Across the whole listing, how many lines hold the word "plural"? Reply with the number by itself.

········

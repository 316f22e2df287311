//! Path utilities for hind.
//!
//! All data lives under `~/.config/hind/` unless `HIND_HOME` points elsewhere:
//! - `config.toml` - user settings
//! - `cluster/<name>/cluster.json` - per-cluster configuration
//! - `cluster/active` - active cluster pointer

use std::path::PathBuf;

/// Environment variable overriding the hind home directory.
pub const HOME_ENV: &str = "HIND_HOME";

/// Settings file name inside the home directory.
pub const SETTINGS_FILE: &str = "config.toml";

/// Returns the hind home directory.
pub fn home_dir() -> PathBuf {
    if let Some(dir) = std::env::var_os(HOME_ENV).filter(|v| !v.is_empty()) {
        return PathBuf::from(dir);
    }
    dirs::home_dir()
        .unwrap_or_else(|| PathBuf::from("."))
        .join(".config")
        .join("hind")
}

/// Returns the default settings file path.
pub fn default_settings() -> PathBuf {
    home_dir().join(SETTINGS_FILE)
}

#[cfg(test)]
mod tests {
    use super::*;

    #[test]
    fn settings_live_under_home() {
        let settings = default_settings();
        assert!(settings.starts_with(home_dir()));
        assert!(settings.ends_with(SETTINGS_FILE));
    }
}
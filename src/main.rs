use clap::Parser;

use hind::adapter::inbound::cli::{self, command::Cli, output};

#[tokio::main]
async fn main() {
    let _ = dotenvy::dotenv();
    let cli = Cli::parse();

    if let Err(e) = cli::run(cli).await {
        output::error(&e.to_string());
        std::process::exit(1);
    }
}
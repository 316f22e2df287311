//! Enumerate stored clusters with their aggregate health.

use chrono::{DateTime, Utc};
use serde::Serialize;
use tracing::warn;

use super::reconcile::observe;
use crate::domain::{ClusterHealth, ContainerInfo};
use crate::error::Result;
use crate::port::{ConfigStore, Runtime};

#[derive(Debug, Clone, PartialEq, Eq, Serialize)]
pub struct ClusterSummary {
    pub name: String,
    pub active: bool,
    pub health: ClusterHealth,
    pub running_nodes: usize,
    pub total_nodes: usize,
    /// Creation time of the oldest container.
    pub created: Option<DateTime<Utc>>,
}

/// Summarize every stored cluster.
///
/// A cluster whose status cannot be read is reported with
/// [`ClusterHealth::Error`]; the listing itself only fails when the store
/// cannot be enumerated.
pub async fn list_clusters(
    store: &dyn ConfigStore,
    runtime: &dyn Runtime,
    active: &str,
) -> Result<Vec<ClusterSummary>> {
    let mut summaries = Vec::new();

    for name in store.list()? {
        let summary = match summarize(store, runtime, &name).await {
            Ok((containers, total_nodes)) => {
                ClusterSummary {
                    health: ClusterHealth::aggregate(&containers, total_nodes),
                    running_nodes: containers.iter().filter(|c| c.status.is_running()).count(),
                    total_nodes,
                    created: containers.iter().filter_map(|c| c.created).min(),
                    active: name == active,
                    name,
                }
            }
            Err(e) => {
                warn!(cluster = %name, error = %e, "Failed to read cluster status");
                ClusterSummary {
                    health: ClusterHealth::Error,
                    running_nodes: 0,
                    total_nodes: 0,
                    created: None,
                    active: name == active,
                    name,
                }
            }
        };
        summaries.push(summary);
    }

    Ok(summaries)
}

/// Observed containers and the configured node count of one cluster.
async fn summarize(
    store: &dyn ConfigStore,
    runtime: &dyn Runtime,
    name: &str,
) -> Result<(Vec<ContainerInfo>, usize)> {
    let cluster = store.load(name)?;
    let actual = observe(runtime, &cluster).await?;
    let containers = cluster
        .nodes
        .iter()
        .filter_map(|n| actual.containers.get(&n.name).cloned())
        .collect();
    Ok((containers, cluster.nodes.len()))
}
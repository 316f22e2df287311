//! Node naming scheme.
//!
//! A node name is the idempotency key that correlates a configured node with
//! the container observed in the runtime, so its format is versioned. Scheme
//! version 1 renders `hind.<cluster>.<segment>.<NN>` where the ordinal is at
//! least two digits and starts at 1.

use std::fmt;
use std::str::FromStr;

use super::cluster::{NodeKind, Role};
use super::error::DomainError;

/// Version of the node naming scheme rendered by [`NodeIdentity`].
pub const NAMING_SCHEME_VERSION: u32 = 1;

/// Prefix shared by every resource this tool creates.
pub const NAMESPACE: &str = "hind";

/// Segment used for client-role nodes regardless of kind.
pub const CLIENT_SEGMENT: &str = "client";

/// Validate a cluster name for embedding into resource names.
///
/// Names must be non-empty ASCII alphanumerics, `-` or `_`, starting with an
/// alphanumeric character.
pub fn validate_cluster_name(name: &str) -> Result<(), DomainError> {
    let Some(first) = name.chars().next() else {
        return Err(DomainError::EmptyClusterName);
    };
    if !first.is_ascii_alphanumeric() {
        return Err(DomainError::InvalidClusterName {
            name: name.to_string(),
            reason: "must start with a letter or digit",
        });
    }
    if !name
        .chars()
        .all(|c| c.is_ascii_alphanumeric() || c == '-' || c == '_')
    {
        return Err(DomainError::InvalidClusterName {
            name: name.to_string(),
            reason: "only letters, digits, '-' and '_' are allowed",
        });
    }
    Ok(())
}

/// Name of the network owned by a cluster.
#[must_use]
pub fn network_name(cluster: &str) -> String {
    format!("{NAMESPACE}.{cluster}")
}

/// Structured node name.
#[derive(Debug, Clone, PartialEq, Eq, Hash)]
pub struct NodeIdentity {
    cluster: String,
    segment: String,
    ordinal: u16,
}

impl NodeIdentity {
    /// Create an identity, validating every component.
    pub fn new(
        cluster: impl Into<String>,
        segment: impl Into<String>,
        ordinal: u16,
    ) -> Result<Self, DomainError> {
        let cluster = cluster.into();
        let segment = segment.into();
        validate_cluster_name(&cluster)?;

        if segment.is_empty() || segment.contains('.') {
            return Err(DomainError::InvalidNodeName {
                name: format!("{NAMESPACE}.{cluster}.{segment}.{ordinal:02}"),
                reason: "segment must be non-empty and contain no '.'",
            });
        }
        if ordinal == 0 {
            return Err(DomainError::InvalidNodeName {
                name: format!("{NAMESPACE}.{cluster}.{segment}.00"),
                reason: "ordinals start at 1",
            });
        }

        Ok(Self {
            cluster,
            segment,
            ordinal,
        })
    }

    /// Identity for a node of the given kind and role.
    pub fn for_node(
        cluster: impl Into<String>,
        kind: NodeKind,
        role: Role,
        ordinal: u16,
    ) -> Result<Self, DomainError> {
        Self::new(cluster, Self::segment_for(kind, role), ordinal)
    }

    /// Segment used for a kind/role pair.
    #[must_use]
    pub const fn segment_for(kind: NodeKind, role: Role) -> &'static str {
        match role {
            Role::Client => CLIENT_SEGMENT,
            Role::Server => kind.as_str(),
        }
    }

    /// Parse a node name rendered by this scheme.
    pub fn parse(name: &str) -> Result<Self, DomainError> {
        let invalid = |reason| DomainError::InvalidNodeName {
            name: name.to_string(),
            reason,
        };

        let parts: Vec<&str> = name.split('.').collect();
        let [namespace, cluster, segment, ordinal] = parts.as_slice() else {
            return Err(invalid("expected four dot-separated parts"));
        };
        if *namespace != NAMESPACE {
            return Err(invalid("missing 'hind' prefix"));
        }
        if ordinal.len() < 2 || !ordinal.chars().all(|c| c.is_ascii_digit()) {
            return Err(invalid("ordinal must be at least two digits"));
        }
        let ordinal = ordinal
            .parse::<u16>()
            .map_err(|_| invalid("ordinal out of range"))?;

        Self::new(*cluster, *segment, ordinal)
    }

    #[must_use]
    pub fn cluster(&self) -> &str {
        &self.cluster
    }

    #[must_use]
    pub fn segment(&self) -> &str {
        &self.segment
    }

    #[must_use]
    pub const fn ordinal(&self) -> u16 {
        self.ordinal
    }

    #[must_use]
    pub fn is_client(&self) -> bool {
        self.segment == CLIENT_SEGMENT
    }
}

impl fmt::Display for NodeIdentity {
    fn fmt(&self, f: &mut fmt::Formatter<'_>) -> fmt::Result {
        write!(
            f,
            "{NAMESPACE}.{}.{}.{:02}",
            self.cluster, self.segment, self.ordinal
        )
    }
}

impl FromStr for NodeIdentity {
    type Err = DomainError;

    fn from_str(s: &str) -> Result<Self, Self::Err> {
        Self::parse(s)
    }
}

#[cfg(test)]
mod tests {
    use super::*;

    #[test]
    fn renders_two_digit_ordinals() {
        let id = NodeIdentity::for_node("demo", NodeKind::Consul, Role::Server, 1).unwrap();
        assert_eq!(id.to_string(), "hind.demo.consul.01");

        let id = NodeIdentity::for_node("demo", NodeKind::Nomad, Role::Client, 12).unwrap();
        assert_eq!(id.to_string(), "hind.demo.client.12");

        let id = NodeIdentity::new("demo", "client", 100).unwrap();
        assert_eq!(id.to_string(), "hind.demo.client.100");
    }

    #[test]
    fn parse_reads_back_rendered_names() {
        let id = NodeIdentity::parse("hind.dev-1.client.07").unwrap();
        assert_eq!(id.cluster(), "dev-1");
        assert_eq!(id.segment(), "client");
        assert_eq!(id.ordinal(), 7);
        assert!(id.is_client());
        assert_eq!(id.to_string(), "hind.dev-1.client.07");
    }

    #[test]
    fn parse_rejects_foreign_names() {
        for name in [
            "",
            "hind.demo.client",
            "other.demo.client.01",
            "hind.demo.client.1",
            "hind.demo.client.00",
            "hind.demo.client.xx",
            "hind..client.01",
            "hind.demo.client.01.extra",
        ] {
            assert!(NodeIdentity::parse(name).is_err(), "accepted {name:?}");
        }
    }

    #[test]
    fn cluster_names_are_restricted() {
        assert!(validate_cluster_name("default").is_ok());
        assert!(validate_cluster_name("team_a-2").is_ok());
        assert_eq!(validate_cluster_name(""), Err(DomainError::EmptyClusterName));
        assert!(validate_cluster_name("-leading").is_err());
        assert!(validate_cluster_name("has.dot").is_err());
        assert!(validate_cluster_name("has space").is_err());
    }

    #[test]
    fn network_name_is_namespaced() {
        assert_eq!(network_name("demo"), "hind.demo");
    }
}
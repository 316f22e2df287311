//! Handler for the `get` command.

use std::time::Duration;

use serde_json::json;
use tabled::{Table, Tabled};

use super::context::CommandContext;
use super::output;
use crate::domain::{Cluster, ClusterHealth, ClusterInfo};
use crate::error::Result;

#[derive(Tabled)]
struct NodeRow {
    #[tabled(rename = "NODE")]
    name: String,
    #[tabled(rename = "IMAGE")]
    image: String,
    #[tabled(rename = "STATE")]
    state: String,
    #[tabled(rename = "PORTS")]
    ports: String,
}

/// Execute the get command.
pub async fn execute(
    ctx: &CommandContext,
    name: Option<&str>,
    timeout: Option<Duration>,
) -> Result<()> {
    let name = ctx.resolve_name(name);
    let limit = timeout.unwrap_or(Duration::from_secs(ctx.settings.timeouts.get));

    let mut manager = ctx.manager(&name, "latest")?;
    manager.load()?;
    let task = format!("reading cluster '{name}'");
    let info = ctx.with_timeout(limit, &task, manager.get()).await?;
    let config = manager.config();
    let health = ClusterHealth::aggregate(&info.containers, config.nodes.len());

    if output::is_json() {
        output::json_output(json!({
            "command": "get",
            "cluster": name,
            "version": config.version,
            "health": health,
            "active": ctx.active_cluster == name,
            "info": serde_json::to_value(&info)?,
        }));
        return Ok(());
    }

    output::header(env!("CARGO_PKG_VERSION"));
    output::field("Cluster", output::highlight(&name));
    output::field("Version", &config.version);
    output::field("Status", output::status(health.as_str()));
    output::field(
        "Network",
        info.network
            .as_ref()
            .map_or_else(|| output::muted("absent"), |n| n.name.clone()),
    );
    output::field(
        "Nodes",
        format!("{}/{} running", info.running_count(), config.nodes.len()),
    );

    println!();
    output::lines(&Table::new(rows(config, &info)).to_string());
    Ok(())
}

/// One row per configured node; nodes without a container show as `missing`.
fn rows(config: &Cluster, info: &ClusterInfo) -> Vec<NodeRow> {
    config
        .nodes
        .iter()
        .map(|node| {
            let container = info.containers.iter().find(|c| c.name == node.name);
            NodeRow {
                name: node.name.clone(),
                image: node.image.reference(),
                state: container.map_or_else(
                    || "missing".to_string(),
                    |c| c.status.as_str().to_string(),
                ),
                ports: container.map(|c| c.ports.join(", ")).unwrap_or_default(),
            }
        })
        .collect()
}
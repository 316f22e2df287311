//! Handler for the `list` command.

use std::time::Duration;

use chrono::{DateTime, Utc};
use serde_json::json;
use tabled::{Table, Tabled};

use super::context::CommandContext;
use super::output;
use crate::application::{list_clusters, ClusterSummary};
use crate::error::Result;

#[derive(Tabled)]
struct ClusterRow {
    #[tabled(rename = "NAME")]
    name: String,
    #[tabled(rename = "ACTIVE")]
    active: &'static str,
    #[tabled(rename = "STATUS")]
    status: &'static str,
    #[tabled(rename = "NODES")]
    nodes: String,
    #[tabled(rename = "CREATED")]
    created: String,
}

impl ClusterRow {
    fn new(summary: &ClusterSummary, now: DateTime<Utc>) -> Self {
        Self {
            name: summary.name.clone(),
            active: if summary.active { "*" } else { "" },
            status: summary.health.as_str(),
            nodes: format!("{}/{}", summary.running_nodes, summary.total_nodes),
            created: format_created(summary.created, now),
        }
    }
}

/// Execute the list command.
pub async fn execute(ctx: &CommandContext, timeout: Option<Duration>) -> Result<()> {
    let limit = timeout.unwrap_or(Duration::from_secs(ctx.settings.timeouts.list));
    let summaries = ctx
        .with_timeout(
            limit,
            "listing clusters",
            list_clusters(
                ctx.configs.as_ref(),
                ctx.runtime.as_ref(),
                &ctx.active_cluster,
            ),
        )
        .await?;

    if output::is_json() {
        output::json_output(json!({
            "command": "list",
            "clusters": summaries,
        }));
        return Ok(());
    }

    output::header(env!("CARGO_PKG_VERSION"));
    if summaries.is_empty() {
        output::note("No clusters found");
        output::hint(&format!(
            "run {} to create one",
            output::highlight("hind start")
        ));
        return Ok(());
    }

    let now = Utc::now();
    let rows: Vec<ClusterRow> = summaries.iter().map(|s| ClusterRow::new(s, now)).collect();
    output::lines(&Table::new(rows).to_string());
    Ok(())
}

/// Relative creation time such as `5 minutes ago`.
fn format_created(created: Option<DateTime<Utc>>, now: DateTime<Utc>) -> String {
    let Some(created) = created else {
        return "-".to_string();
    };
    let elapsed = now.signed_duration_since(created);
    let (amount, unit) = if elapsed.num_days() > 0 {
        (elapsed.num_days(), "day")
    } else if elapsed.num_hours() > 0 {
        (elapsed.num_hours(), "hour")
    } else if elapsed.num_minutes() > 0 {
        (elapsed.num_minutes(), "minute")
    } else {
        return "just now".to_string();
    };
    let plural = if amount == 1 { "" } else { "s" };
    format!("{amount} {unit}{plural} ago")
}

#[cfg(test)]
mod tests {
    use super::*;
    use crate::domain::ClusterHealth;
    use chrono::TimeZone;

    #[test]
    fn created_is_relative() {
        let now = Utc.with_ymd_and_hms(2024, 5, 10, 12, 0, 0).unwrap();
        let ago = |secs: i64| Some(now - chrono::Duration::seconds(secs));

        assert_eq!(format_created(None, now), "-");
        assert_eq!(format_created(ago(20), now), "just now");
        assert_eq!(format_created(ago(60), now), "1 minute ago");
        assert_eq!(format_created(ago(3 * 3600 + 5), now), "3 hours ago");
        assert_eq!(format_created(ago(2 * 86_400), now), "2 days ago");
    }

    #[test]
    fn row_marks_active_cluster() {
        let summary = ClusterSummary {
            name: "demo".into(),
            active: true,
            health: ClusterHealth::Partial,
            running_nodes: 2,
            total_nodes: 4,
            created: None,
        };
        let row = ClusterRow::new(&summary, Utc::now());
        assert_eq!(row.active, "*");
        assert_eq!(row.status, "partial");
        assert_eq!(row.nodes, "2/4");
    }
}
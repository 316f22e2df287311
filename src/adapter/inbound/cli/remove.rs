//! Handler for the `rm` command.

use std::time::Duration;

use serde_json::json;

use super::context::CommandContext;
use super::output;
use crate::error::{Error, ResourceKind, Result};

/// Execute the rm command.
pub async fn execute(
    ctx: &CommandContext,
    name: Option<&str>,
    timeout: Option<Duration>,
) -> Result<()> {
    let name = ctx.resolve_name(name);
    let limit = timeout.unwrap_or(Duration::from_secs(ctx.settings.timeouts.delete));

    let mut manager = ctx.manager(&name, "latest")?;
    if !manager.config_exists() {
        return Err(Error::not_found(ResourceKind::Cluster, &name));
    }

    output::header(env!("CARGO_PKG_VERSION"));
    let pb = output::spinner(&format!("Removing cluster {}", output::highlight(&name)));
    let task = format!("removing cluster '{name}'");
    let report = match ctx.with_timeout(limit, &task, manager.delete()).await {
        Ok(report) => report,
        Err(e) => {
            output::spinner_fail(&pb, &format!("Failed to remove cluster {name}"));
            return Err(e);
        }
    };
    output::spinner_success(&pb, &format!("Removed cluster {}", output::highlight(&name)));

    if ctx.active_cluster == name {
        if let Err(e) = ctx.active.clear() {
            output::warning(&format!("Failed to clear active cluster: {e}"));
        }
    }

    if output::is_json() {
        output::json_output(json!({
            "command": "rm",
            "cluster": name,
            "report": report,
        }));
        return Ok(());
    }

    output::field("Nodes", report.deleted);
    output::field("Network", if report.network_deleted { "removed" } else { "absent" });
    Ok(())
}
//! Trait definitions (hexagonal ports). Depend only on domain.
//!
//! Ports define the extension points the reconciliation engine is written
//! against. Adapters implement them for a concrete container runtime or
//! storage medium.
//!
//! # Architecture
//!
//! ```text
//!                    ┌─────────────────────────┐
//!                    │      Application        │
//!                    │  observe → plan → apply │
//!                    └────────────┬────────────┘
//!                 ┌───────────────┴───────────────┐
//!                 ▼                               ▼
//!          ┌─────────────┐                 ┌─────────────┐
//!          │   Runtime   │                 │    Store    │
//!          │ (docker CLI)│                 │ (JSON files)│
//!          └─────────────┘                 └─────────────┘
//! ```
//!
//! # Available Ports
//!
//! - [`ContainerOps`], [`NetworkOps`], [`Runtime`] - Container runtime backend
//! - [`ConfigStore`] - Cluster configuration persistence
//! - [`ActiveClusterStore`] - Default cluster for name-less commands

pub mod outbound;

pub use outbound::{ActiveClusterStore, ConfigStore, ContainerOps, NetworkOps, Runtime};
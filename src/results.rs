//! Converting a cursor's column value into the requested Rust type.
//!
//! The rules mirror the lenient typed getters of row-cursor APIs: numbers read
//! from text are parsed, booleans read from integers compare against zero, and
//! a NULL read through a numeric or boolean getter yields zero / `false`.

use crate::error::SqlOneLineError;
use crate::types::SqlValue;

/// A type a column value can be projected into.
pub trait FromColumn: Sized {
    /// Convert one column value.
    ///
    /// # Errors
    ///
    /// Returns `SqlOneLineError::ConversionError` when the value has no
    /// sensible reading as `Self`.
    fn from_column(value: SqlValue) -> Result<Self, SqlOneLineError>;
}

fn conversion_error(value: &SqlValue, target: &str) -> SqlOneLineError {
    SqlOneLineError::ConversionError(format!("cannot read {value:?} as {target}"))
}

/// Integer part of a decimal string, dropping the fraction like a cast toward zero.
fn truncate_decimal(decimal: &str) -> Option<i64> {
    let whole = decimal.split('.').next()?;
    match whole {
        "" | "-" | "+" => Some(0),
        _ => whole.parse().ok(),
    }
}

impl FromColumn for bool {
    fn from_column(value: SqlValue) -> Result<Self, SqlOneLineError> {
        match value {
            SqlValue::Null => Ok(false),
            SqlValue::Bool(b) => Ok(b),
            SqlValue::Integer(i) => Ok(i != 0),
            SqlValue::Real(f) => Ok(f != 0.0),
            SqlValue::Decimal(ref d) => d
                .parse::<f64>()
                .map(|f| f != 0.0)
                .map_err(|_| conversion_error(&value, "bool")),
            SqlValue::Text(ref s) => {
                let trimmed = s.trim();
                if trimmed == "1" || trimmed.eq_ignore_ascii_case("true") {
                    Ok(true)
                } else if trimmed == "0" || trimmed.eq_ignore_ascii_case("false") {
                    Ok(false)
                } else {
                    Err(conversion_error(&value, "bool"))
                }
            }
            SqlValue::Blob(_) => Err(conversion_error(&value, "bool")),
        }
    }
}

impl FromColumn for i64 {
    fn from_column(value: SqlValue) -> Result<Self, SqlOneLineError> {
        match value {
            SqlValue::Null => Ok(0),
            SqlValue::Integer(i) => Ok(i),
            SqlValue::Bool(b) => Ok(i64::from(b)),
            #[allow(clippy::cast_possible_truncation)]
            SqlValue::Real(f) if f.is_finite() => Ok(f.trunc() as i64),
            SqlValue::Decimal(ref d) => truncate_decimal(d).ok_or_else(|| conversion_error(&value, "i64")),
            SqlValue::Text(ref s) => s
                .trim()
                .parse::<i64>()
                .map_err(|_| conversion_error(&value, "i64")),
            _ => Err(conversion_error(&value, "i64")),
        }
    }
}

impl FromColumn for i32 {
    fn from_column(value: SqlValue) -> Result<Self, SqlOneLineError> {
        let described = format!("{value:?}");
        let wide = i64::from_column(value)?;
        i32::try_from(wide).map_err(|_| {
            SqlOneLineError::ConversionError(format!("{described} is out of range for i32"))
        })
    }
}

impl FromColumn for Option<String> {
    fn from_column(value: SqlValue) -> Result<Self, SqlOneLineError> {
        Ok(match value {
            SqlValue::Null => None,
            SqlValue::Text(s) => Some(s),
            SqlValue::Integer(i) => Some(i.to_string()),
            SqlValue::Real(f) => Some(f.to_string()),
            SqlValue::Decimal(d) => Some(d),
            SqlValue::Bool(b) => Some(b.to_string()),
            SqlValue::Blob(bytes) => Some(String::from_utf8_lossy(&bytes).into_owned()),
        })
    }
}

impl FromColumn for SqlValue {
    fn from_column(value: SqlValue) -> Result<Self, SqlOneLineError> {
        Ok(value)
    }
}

········

* **TASK OUTPUT**
2